What is needed: Could you return every record below exactly as it is written?

Saved entries:
[Start of Attachment]

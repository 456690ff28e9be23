//! Integration tests for Sitegauge
//!
//! These tests use wiremock to serve small sites and run discovery,
//! extraction and full audit sessions against them end-to-end.

mod common;
mod discovery_tests;
mod extraction_tests;
mod graph_tests;
mod session_tests;
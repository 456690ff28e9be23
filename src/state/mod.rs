//! Per-URL audit state
//!
//! # Components
//!
//! - `UrlStatus`: indexability of a URL as decided by discovery
//! - `HeadingCounts`: h1..h6 tallies for one page
//! - `UrlRecord`: everything known about one URL of the site

mod record;
mod status;

// Re-export main types
pub use record::{HeadingCounts, UrlRecord, FIELD_NAMES};
pub use status::UrlStatus;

[End of Attachment]

Response below:
repository 456690ff28e9be23
//! Integration tests for Sitegauge
//!
//! These tests use wiremock to serve small sites and run discovery,
//! extraction and full audit sessions against them end-to-end.

mod common;
mod discovery_tests;
mod extraction_tests;
mod graph_tests;
mod session_tests;
repository 456690ff28e9be23
filename src/state/mod.rs
//! Per-URL audit state
//!
//! # Components
//!
//! - `UrlStatus`: indexability of a URL as decided by discovery
//! - `HeadingCounts`: h1..h6 tallies for one page
//! - `UrlRecord`: everything known about one URL of the site

mod record;
mod status;

// Re-export main types
pub use record::{HeadingCounts, UrlRecord, FIELD_NAMES};
pub use status::UrlStatus;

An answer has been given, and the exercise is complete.